From pelting stone to sports

The expression of agitation by the youth of Kashmir of late has its genesis in the antagonism instigated by the local security forces. The personal narratives of young Kashmiris in anguish not only blemish the police but also speak of violation of human rights. Nabbing minors and keeping them in custody shadows the provisions of the Juvenile Justice Act, the aim of which is to secure the juveniles in a place where they're not exposed to negative influence which may etch an irreversibly negative impact on their psyche.

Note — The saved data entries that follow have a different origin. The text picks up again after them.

#[cfg(feature = "cli")]
pub mod cli;
pub mod config;
pub mod controller;
pub mod dump;
pub mod gateway;
pub mod handles;
pub mod layout;
pub mod model;
pub mod snapshot;
pub mod state;

#[cfg(feature = "cli")]
pub use cli::run;
pub use config::{Config, LayoutConfig, LayoutPolicy, load_config};
pub use controller::{DiagramSession, SaveStatus};
#[cfg(feature = "http")]
pub use gateway::HttpStore;
pub use gateway::{DiagramStore, MemoryStore, StoreError, parse_source};
pub use handles::assign_handles;
pub use layout::{assign_positions, needs_auto_layout};
pub use model::{DiagramKind, Direction, Position, RelationshipKind, SourceData};
pub use snapshot::{DiagramDoc, FilterData, HandleBinding};
pub use state::{LayoutState, RenderGraph};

A serious concern here is how such ongoings run a grave risk of the youth fostering more hatred for the authority which they should be ideally looking up to; instead, they admire the separatist ideology and feel motivated to (unknowingly) side with the organised crime segment. Union Home Ministry's move to retract cases against the stone-pelting minors reflects the Centre's determination to settle the unrest in the valley.

Union Home Minister Rajnath Singh, on his two-day visit to Jammu and Kashmir, announced to withdraw cases against those "misled into stone pelting". In a bid to help them secure their future, the Centre and the state government had initiated several schemes that serve to rehabilitate and reorient youth. "The power of education and miracle of sports will lead you to new successes. Seeing so many youth together here at the stadium, I can now assure you that no power in the world can stop ushering in a new dawn here," Singh said while addressing a gathering. He also felicitated several sportspersons from the state including nine-year-old Tajamul Ismal who won the kickboxing world championship against competitors from 90 countries. With the sanction of several projects, including development of stadiums in all districts of the state which is estimated to cost Rs 88 crore, the Home Minister said that J&K youth can change the destiny of India and the government is committed to changing the fate of the strife-stricken Valley. Pain and misery catalyse a feeling of retribution, which can take a superlative form depending on the severity of the pain induced and immaturity of the person. In this case, children, lacking appropriate wisdom to look at all aspects from a neutral and mature point of view, may end up taking arms against those who inflict misery. On the brighter side, positive development through initiated schemes in sports and employment gives the youth an undeterred path towards future. This move highlights the government's belief in the youth and counters the separatist influence that may have worked its way inside their heads while urging the youth to scale their potential and perform without obstructions.